#### [Work request]
Transcribe the data in full, keeping each line exactly as it appears.

Stored data:
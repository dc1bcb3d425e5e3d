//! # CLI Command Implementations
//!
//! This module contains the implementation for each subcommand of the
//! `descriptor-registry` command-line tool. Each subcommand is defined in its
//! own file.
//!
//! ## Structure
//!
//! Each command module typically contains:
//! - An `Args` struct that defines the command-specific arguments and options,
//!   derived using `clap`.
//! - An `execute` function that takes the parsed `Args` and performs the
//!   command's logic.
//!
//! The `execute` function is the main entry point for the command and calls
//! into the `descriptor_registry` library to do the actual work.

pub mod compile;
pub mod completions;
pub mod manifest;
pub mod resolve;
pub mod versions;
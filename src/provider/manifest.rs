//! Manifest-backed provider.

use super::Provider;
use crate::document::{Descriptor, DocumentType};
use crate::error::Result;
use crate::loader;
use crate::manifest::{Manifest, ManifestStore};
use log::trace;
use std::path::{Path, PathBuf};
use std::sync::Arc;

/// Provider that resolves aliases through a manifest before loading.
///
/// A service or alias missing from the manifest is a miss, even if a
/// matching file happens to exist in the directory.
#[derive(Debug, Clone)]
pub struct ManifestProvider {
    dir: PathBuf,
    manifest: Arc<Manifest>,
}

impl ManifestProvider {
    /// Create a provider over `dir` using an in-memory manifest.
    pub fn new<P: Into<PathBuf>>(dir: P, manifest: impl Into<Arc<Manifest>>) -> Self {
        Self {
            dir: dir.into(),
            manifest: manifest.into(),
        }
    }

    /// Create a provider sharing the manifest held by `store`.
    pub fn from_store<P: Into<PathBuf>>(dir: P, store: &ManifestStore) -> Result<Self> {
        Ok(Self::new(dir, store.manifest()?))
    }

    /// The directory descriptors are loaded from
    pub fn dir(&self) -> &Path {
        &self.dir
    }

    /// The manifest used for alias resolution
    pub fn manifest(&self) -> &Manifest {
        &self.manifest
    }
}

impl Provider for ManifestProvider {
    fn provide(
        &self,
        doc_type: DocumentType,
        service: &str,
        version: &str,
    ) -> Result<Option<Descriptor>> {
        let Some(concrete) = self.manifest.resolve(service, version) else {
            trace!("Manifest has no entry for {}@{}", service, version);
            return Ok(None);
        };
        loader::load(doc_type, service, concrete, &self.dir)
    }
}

#### [Response area]
repository dc1bcb3d425e5e3d
//! # CLI Command Implementations
//!
//! This module contains the implementation for each subcommand of the
//! `descriptor-registry` command-line tool. Each subcommand is defined in its
//! own file.
//!
//! ## Structure
//!
//! Each command module typically contains:
//! - An `Args` struct that defines the command-specific arguments and options,
//!   derived using `clap`.
//! - An `execute` function that takes the parsed `Args` and performs the
//!   command's logic.
//!
//! The `execute` function is the main entry point for the command and calls
//! into the `descriptor_registry` library to do the actual work.

pub mod compile;
pub mod completions;
pub mod manifest;
pub mod resolve;
pub mod versions;
filename src/provider/manifest.rs
//! Manifest-backed provider.

use super::Provider;
use crate::document::{Descriptor, DocumentType};
use crate::error::Result;
use crate::loader;
use crate::manifest::{Manifest, ManifestStore};
use log::trace;
use std::path::{Path, PathBuf};
use std::sync::Arc;

/// Provider that resolves aliases through a manifest before loading.
///
/// A service or alias missing from the manifest is a miss, even if a
/// matching file happens to exist in the directory.
#[derive(Debug, Clone)]
pub struct ManifestProvider {
    dir: PathBuf,
    manifest: Arc<Manifest>,
}

impl ManifestProvider {
    /// Create a provider over `dir` using an in-memory manifest.
    pub fn new<P: Into<PathBuf>>(dir: P, manifest: impl Into<Arc<Manifest>>) -> Self {
        Self {
            dir: dir.into(),
            manifest: manifest.into(),
        }
    }

    /// Create a provider sharing the manifest held by `store`.
    pub fn from_store<P: Into<PathBuf>>(dir: P, store: &ManifestStore) -> Result<Self> {
        Ok(Self::new(dir, store.manifest()?))
    }

    /// The directory descriptors are loaded from
    pub fn dir(&self) -> &Path {
        &self.dir
    }

    /// The manifest used for alias resolution
    pub fn manifest(&self) -> &Manifest {
        &self.manifest
    }
}

impl Provider for ManifestProvider {
    fn provide(
        &self,
        doc_type: DocumentType,
        service: &str,
        version: &str,
    ) -> Result<Option<Descriptor>> {
        let Some(concrete) = self.manifest.resolve(service, version) else {
            trace!("Manifest has no entry for {}@{}", service, version);
            return Ok(None);
        };
        loader::load(doc_type, service, concrete, &self.dir)
    }
}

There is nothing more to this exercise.